Согласно Августину и его последователям, verum ipsum есть также bonum ipsum, потому что ничто меньшее, чем предельная сила Бытия, не может быть предельной силой блага. Никакое изменяемое или обусловленное благо не в состоянии преодолеть страх, что оно может быть утрачено. Лишь в Неизменном может быть найдено prius всякого блага. По отношению в esse ipsum невозможно различие между познаваемым и желаемым, так как разделение функций предполагает разделение субъекта и объекта. Августинову традицию можно справедливо назвать мистической, если мистицизм определяется как опыт тождества субъекта и объекта в отношении к самому-бытию.

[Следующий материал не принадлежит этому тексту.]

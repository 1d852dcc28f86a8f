//! Session and request-authorization layer for the CMS admin dashboard.
//!
//! This crate provides:
//! - Token decoding and advisory expiry checks (no signature verification)
//! - A tab-scoped session store that keeps the default credential in sync
//! - A shared HTTP client choosing the public or session credential per request
//! - An FSM-based auth controller with startup validation, login and logout

mod auth_fsm;
mod client;
mod context;
mod controller;
mod error;
mod identity;
mod login;
mod store;
pub mod token;

pub use auth_fsm::auth_machine;
pub use auth_fsm::{AuthMachine, AuthMachineInput, AuthMachineState, AuthState, AuthStateChangedPayload};
pub use client::{select_credential, ClientConfig, Credential, RequestClient};
pub use context::SessionContext;
pub use controller::{AuthController, AuthStateCallback};
pub use error::{SessionError, SessionResult};
pub use identity::Identity;
pub use store::{bearer, SessionStore};
pub use token::{Claims, TokenError};

pub use reqwest::Method;
//! Password login against the backend.

use crate::client::RequestClient;
use crate::controller::AuthController;
use crate::identity::Identity;
use crate::{SessionError, SessionResult};
use serde::{Deserialize, Serialize};
use tracing::{debug, warn};

/// Login request body.
#[derive(Debug, Serialize)]
struct LoginRequest<'a> {
    email: &'a str,
    password: &'a str,
}

/// Login response body.
#[derive(Debug, Deserialize)]
struct LoginResponse {
    #[serde(alias = "access_token")]
    token: String,
}

impl AuthController {
    /// Exchange email and password for a token, then [`login`](Self::login) with it.
    ///
    /// The request goes through `client` like any other write, so it carries
    /// the current session credential if there is one.
    pub async fn login_with_password(
        &self,
        client: &RequestClient,
        login_path: &str,
        email: &str,
        password: &str,
    ) -> SessionResult<Identity> {
        debug!(path = %login_path, email = %email, "Attempting email/password login");

        let response = client
            .post_json(login_path, &LoginRequest { email, password })
            .await?;

        if !response.status().is_success() {
            let status = response.status();
            let body = response.text().await.unwrap_or_default();
            warn!(status = %status, "Login failed");
            return Err(SessionError::InvalidCredentials(format!(
                "HTTP {}: {}",
                status, body
            )));
        }

        let data: LoginResponse = response.json().await?;
        self.login(&data.token)
    }
}
//! In-process tab storage.

use crate::{SessionStorage, StorageResult};
use parking_lot::Mutex;
use std::collections::HashMap;

/// Storage that lives exactly as long as its owner.
#[derive(Debug, Default)]
pub struct TabStorage {
    data: Mutex<HashMap<String, String>>,
}

impl TabStorage {
    pub fn new() -> Self {
        Self::default()
    }

    /// Number of stored entries.
    pub fn len(&self) -> usize {
        self.data.lock().len()
    }

    pub fn is_empty(&self) -> bool {
        self.data.lock().is_empty()
    }
}

impl SessionStorage for TabStorage {
    fn set(&self, key: &str, value: &str) -> StorageResult<()> {
        self.data.lock().insert(key.to_string(), value.to_string());
        Ok(())
    }

    fn get(&self, key: &str) -> StorageResult<Option<String>> {
        Ok(self.data.lock().get(key).cloned())
    }

    fn delete(&self, key: &str) -> StorageResult<bool> {
        Ok(self.data.lock().remove(key).is_some())
    }
}
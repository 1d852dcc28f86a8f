//! Append-only JSONL file sink.

use parking_lot::Mutex;
use std::fs::{File, OpenOptions};
use std::io::{self, BufWriter, Write};
use std::path::Path;
use std::sync::Arc;
use tracing_subscriber::fmt::MakeWriter;

/// Line-flushed writer shared by every event of the file layer.
#[derive(Clone)]
pub struct LogFileWriter {
    inner: Arc<Mutex<BufWriter<File>>>,
}

impl LogFileWriter {
    /// Open `path` in append mode, creating parent directories as needed.
    pub fn new(path: impl AsRef<Path>) -> io::Result<Self> {
        let path = path.as_ref();
        if let Some(parent) = path.parent() {
            std::fs::create_dir_all(parent)?;
        }

        let file = OpenOptions::new().create(true).append(true).open(path)?;

        Ok(Self {
            inner: Arc::new(Mutex::new(BufWriter::with_capacity(8192, file))),
        })
    }
}

impl Write for LogFileWriter {
    fn write(&mut self, buf: &[u8]) -> io::Result<usize> {
        let mut guard = self.inner.lock();
        let written = guard.write(buf)?;
        // One event per line; flush so `tail -f` sees it immediately.
        guard.flush()?;
        Ok(written)
    }

    fn flush(&mut self) -> io::Result<()> {
        self.inner.lock().flush()
    }
}

impl<'a> MakeWriter<'a> for LogFileWriter {
    type Writer = LogFileWriter;

    fn make_writer(&'a self) -> Self::Writer {
        self.clone()
    }
}
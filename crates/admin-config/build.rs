fn main() {
    // option_env!() values are baked in at compile time; rebuild when they change.
    println!("cargo:rerun-if-env-changed=CMS_ADMIN_API_URL");
    println!("cargo:rerun-if-env-changed=CMS_ADMIN_PUBLIC_TOKEN");
}
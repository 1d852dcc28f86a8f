//! Storage trait definitions.

use crate::StorageResult;

/// Key/value backend for session data.
pub trait SessionStorage: Send + Sync {
    /// Store a value, replacing any previous one
    fn set(&self, key: &str, value: &str) -> StorageResult<()>;

    /// Retrieve a value
    fn get(&self, key: &str) -> StorageResult<Option<String>>;

    /// Delete a value, returning whether it existed
    fn delete(&self, key: &str) -> StorageResult<bool>;

    /// Check if a key exists
    fn has(&self, key: &str) -> StorageResult<bool> {
        Ok(self.get(key)?.is_some())
    }
}
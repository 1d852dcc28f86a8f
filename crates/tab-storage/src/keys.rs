//! Storage key constants.

/// Storage keys used by the admin session layer.
pub struct StorageKeys;

impl StorageKeys {
    /// Raw session token as issued by the backend (no JSON wrapper).
    pub const SESSION_TOKEN: &'static str = "session_token";
}
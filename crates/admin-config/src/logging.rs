//! Logging initialization for the admin tools.
//!
//! Thin wrapper over the observability package so binaries share one setup.

use observability::LogConfig;
use std::path::PathBuf;

/// Initialize the logging system.
///
/// - compact stderr output, level from `RUST_LOG` or `level`
/// - JSONL copy of every event in `log_file`, when given
///
/// ```ignore
/// init_logging("info", None);
/// tracing::info!("admin CLI started");
/// ```
pub fn init_logging(level: &str, log_file: Option<PathBuf>) {
    observability::init_with_config(LogConfig {
        service_name: "cms-admin".into(),
        default_level: parse_level(level).to_string().to_lowercase(),
        log_path: log_file,
        also_stderr: true,
    });
}

/// Parse a log level string into a tracing Level.
pub fn parse_level(level: &str) -> tracing::Level {
    match level.to_lowercase().as_str() {
        "trace" => tracing::Level::TRACE,
        "debug" => tracing::Level::DEBUG,
        "info" => tracing::Level::INFO,
        "warn" | "warning" => tracing::Level::WARN,
        "error" => tracing::Level::ERROR,
        _ => tracing::Level::INFO,
    }
}
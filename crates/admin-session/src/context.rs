//! Application-root wiring of store, client and controller.

use crate::client::{ClientConfig, RequestClient};
use crate::controller::AuthController;
use crate::store::SessionStore;
use crate::SessionResult;
use admin_config::Config;
use std::sync::Arc;
use tab_storage::{SessionStorage, TabStorage};
use tracing::debug;

/// Everything the dashboard shares: one store, one client, one controller.
///
/// The store is created here and handed to both the client and the
/// controller, so they always agree on the current credential.
#[derive(Clone)]
pub struct SessionContext {
    pub store: Arc<SessionStore>,
    pub client: RequestClient,
    pub controller: Arc<AuthController>,
}

impl SessionContext {
    /// Wire a context over `storage`. Call [`AuthController::initialize`] next.
    pub fn new(config: ClientConfig, storage: Arc<dyn SessionStorage>) -> SessionResult<Self> {
        let store = Arc::new(SessionStore::new(storage));
        let client = RequestClient::new(config, store.clone())?;
        let controller = Arc::new(AuthController::new(store.clone()));

        Ok(Self {
            store,
            client,
            controller,
        })
    }

    /// Wire a context over fresh tab-scoped storage.
    pub fn with_tab_storage(config: ClientConfig) -> SessionResult<Self> {
        Self::new(config, Arc::new(TabStorage::new()))
    }

    /// Wire a context from loaded application configuration.
    pub fn from_config(config: &Config) -> SessionResult<Self> {
        config.api_base_url()?;
        if !config.has_public_token() {
            debug!("No public token configured, GET requests go out without credentials");
        }
        Self::with_tab_storage(ClientConfig::from(config))
    }
}
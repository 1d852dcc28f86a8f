//! Configuration, paths, and logging setup for the CMS admin tools.

mod config;
mod error;
mod logging;
mod paths;

pub use config::{
    Config, DEFAULT_API_BASE_URL, DEFAULT_LOGIN_PATH, DEFAULT_LOG_LEVEL, DEFAULT_PUBLIC_TOKEN,
};
pub use error::{CoreError, CoreResult};
pub use logging::{init_logging, parse_level};
pub use paths::Paths;
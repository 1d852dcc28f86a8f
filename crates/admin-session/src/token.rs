//! Session token decoding.
//!
//! Tokens are compact signed-claims strings: `header.payload.signature`, each
//! segment URL-safe base64. Only the payload is read here.
//!
//! **No signature verification happens on this side.** The decoded claims
//! drive what the dashboard shows and which requests it attempts; the backend
//! re-verifies every token it receives and is the only authority. Never treat
//! [`is_valid`] as a security check.

use base64::alphabet;
use base64::engine::general_purpose::{GeneralPurpose, GeneralPurposeConfig};
use base64::engine::DecodePaddingMode;
use base64::Engine;
use chrono::{DateTime, TimeZone, Utc};
use serde::{Deserialize, Serialize};
use serde_json::{Map, Value};
use thiserror::Error;

/// Standard base64 that accepts segments with or without `=` padding.
///
/// Segments are mapped back from the URL-safe alphabet before decoding, so
/// payloads using either `-_` or `+/` are read.
const SEGMENT_ENGINE: GeneralPurpose = GeneralPurpose::new(
    &alphabet::STANDARD,
    GeneralPurposeConfig::new()
        .with_decode_padding_mode(DecodePaddingMode::Indifferent)
        .with_decode_allow_trailing_bits(true),
);

const SEGMENT_COUNT: usize = 3;

/// Why a token could not be decoded.
#[derive(Error, Debug)]
pub enum TokenError {
    /// Token does not have exactly three dot-separated segments
    #[error("expected 3 segments, found {0}")]
    SegmentCount(usize),

    /// Payload segment is not valid URL-safe base64
    #[error("payload is not valid base64: {0}")]
    Base64(#[from] base64::DecodeError),

    /// Payload is not a JSON object
    #[error("payload is not a JSON object: {0}")]
    Json(#[from] serde_json::Error),
}

/// Decoded token payload.
///
/// Unverified: see the module docs. Every claim is kept, including ones this
/// crate does not interpret.
#[derive(Debug, Clone, Default, PartialEq, Serialize, Deserialize)]
#[serde(transparent)]
pub struct Claims(Map<String, Value>);

impl Claims {
    /// Expiry in seconds since the epoch, if present and numeric.
    pub fn exp(&self) -> Option<f64> {
        self.0.get("exp").and_then(Value::as_f64)
    }

    pub fn get(&self, name: &str) -> Option<&Value> {
        self.0.get(name)
    }

    /// A claim's value when it is a string.
    pub fn get_str(&self, name: &str) -> Option<&str> {
        self.0.get(name).and_then(Value::as_str)
    }

    pub fn subject(&self) -> Option<&str> {
        self.get_str("sub")
    }

    pub fn name(&self) -> Option<&str> {
        self.get_str("name")
    }

    pub fn email(&self) -> Option<&str> {
        self.get_str("email")
    }

    pub fn role(&self) -> Option<&str> {
        self.get_str("role")
    }

    /// Expiry as a timestamp, if present and representable.
    pub fn expires_at(&self) -> Option<DateTime<Utc>> {
        let millis = self.exp()? * 1000.0;
        if !millis.is_finite() {
            return None;
        }
        Utc.timestamp_millis_opt(millis as i64).single()
    }

    /// True unless `exp * 1000` is strictly after `now_millis`.
    ///
    /// A missing expiry counts as expired.
    pub fn is_expired_at(&self, now_millis: i64) -> bool {
        match self.exp() {
            Some(exp) => exp * 1000.0 <= now_millis as f64,
            None => true,
        }
    }

    pub fn as_map(&self) -> &Map<String, Value> {
        &self.0
    }
}

impl From<Map<String, Value>> for Claims {
    fn from(map: Map<String, Value>) -> Self {
        Self(map)
    }
}

/// Decode the claims of `token` without verifying its signature.
pub fn decode(token: &str) -> Result<Claims, TokenError> {
    let segments: Vec<&str> = token.split('.').collect();
    if segments.len() != SEGMENT_COUNT {
        return Err(TokenError::SegmentCount(segments.len()));
    }

    let segment: String = segments[1]
        .trim()
        .chars()
        .map(|c| match c {
            '-' => '+',
            '_' => '/',
            c => c,
        })
        .collect();
    let payload = SEGMENT_ENGINE.decode(segment)?;
    let claims: Claims = serde_json::from_slice(&payload)?;
    Ok(claims)
}

/// Whether `token` is present, decodable, and not yet expired.
///
/// Advisory only; see the module docs.
pub fn is_valid(token: Option<&str>) -> bool {
    is_valid_at(token, Utc::now().timestamp_millis())
}

/// [`is_valid`] against an explicit clock in milliseconds since the epoch.
pub fn is_valid_at(token: Option<&str>, now_millis: i64) -> bool {
    let Some(token) = token else {
        return false;
    };

    match decode(token) {
        Ok(claims) => claims.exp().is_some() && !claims.is_expired_at(now_millis),
        Err(e) => {
            tracing::debug!(error = %e, "token failed to decode");
            false
        }
    }
}
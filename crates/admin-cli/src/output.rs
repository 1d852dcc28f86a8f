//! Output formatting for the CLI.

use clap::ValueEnum;
use serde::Serialize;

/// Output format.
#[derive(Debug, Clone, Copy, Default, ValueEnum)]
pub enum OutputFormat {
    #[default]
    Text,
    Json,
}

/// Print a value as pretty JSON regardless of format.
pub fn print_json<T: Serialize>(value: &T) {
    match serde_json::to_string_pretty(value) {
        Ok(json) => println!("{}", json),
        Err(e) => eprintln!("Error: failed to serialize output: {}", e),
    }
}

/// Print a success message.
pub fn print_success(message: &str, format: &OutputFormat) {
    match format {
        OutputFormat::Text => println!("{}", message),
        OutputFormat::Json => {
            println!(
                "{}",
                serde_json::json!({ "status": "success", "message": message })
            );
        }
    }
}

/// Print a table row.
pub fn print_row(label: &str, value: &str) {
    println!("  {:<12} {}", format!("{}:", label), value);
}
//! Backend login.

use super::session_context;
use crate::output::{self, OutputFormat};
use admin_config::Config;
use anyhow::{anyhow, Result};
use tracing::info;

/// Log in with email and password and print the issued token.
pub async fn login(config: &Config, email: &str, password: &str, format: &OutputFormat) -> Result<()> {
    if email.is_empty() {
        return Err(anyhow!("Email is required"));
    }
    if password.is_empty() {
        return Err(anyhow!("Password is required"));
    }

    let ctx = session_context(config)?;
    ctx.controller.initialize();

    let identity = ctx
        .controller
        .login_with_password(&ctx.client, &config.login_path, email, password)
        .await
        .map_err(|e| anyhow!("Login failed: {}", e))?;
    let token = ctx
        .store
        .token()?
        .ok_or_else(|| anyhow!("Login succeeded but no token was stored"))?;

    info!(email = ?identity.email(), role = ?identity.role(), "Logged in via CLI");

    match format {
        OutputFormat::Text => {
            let who = identity
                .name()
                .or_else(|| identity.email())
                .unwrap_or(email);
            println!("Logged in as {}", who);
            if let Some(role) = identity.role() {
                output::print_row("Role", role);
            }
            if let Some(at) = identity.expires_at() {
                output::print_row("Expires", &at.to_rfc3339());
            }
            println!();
            println!("{}", token);
        }
        OutputFormat::Json => {
            output::print_json(&serde_json::json!({
                "token": token,
                "identity": identity,
            }));
        }
    }

    Ok(())
}
//! File system paths for the admin tools.

use crate::{CoreError, CoreResult};
use std::path::PathBuf;

/// Name of the per-user runtime directory under the home directory.
const BASE_DIR_NAME: &str = ".cms-admin";

/// Manages file system paths.
#[derive(Debug, Clone)]
pub struct Paths {
    /// Base directory for config and logs (~/.cms-admin)
    base_dir: PathBuf,
}

impl Paths {
    /// Create a new Paths instance rooted at `~/.cms-admin`.
    pub fn new() -> CoreResult<Self> {
        let home = dirs::home_dir()
            .ok_or_else(|| CoreError::Path("Could not determine home directory".to_string()))?;

        Ok(Self {
            base_dir: home.join(BASE_DIR_NAME),
        })
    }

    /// Create a new Paths instance with a custom base directory.
    pub fn with_base_dir(base_dir: PathBuf) -> Self {
        Self { base_dir }
    }

    /// Get the base directory (~/.cms-admin).
    pub fn base_dir(&self) -> &PathBuf {
        &self.base_dir
    }

    /// Get the config file path (~/.cms-admin/config.json).
    pub fn config_file(&self) -> PathBuf {
        self.base_dir.join("config.json")
    }

    /// Get the logs directory (~/.cms-admin/logs).
    pub fn logs_dir(&self) -> PathBuf {
        self.base_dir.join("logs")
    }

    /// Get the JSONL log file path (~/.cms-admin/logs/admin.jsonl).
    pub fn log_file(&self) -> PathBuf {
        self.logs_dir().join("admin.jsonl")
    }

    /// Ensure all required directories exist.
    pub fn ensure_dirs(&self) -> CoreResult<()> {
        std::fs::create_dir_all(&self.base_dir)?;
        std::fs::create_dir_all(self.logs_dir())?;
        Ok(())
    }
}
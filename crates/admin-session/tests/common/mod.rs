//! Shared helpers for admin-session integration tests.

#![allow(dead_code)]

use admin_session::{ClientConfig, SessionContext};
use base64::engine::general_purpose::URL_SAFE_NO_PAD;
use base64::Engine;
use std::collections::HashMap;
use std::sync::{Arc, Mutex};
use tokio::io::{AsyncBufReadExt, AsyncReadExt, AsyncWriteExt, BufReader};
use tokio::net::{TcpListener, TcpStream};
use tokio::task::JoinHandle;

pub const PUBLIC_TOKEN: &str = "public-read-token";

/// Build an unsigned token whose payload is `claims`.
pub fn encode_token(claims: serde_json::Value) -> String {
    let header = URL_SAFE_NO_PAD.encode(br#"{"alg":"HS256","typ":"JWT"}"#);
    let payload = URL_SAFE_NO_PAD.encode(serde_json::to_vec(&claims).unwrap());
    format!("{}.{}.test-signature", header, payload)
}

/// Token for Alice (admin) expiring `seconds` from now.
pub fn alice_token(seconds: i64) -> String {
    encode_token(serde_json::json!({
        "exp": chrono::Utc::now().timestamp() + seconds,
        "name": "Alice",
        "email": "alice@example.com",
        "role": "admin"
    }))
}

/// One request as seen by the capture server.
#[derive(Debug, Clone)]
pub struct CapturedRequest {
    pub method: String,
    pub path: String,
    pub headers: HashMap<String, String>,
    pub body: String,
}

impl CapturedRequest {
    pub fn authorization(&self) -> Option<&str> {
        self.headers.get("authorization").map(String::as_str)
    }
}

type Responder = dyn Fn(&CapturedRequest) -> (u16, String) + Send + Sync;

/// Minimal HTTP/1.1 server that records every request and answers with
/// whatever the responder returns.
pub struct CaptureServer {
    pub base_url: String,
    requests: Arc<Mutex<Vec<CapturedRequest>>>,
    handle: JoinHandle<()>,
}

impl CaptureServer {
    pub async fn start<F>(responder: F) -> Self
    where
        F: Fn(&CapturedRequest) -> (u16, String) + Send + Sync + 'static,
    {
        let listener = TcpListener::bind("127.0.0.1:0").await.unwrap();
        let addr = listener.local_addr().unwrap();
        let requests = Arc::new(Mutex::new(Vec::new()));
        let responder: Arc<Responder> = Arc::new(responder);

        let handle = tokio::spawn({
            let requests = requests.clone();
            async move {
                while let Ok((socket, _)) = listener.accept().await {
                    let requests = requests.clone();
                    let responder = responder.clone();
                    tokio::spawn(async move {
                        let _ = handle_connection(socket, requests, responder).await;
                    });
                }
            }
        });

        Self {
            base_url: format!("http://{}/api", addr),
            requests,
            handle,
        }
    }

    /// Server that answers `200 {}` to everything.
    pub async fn ok() -> Self {
        Self::start(|_| (200, "{}".to_string())).await
    }

    pub fn requests(&self) -> Vec<CapturedRequest> {
        self.requests.lock().unwrap().clone()
    }

    pub fn last_request(&self) -> CapturedRequest {
        self.requests().pop().expect("no request captured")
    }

    pub fn context(&self) -> SessionContext {
        SessionContext::with_tab_storage(ClientConfig {
            api_base_url: self.base_url.clone(),
            public_token: PUBLIC_TOKEN.to_string(),
        })
        .unwrap()
    }
}

impl Drop for CaptureServer {
    fn drop(&mut self) {
        self.handle.abort();
    }
}

async fn handle_connection(
    socket: TcpStream,
    requests: Arc<Mutex<Vec<CapturedRequest>>>,
    responder: Arc<Responder>,
) -> std::io::Result<()> {
    let mut reader = BufReader::new(socket);

    let mut request_line = String::new();
    reader.read_line(&mut request_line).await?;
    let mut parts = request_line.split_whitespace();
    let method = parts.next().unwrap_or_default().to_string();
    let path = parts.next().unwrap_or_default().to_string();

    let mut headers = HashMap::new();
    loop {
        let mut line = String::new();
        reader.read_line(&mut line).await?;
        let line = line.trim_end();
        if line.is_empty() {
            break;
        }
        if let Some((name, value)) = line.split_once(':') {
            headers.insert(name.trim().to_ascii_lowercase(), value.trim().to_string());
        }
    }

    let content_length = headers
        .get("content-length")
        .and_then(|v| v.parse::<usize>().ok())
        .unwrap_or(0);
    let mut body = vec![0u8; content_length];
    reader.read_exact(&mut body).await?;

    let captured = CapturedRequest {
        method,
        path,
        headers,
        body: String::from_utf8_lossy(&body).into_owned(),
    };
    let (status, response_body) = responder(&captured);
    requests.lock().unwrap().push(captured);

    let response = format!(
        "HTTP/1.1 {} Test\r\nContent-Type: application/json\r\nContent-Length: {}\r\nConnection: close\r\n\r\n{}",
        status,
        response_body.len(),
        response_body
    );
    let mut socket = reader.into_inner();
    socket.write_all(response.as_bytes()).await?;
    socket.shutdown().await?;
    Ok(())
}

Майстер Экхарт говорит почти в предложенных здесь терминах незнакомца (чужого) и отчуждения: «Нет между Богом и душой ни чуждости, ни отдаления, поэтому душа не только равна Богу, но она… то же самое, что Он». Это, конечно, парадоксальное утверждение, о чем знали Экхарт и все мистики, ибо для того чтобы утверждать тождество, следует предположить наличие элемента нетождественности. Это оказалось динамической и критической точкой онтологического подхода.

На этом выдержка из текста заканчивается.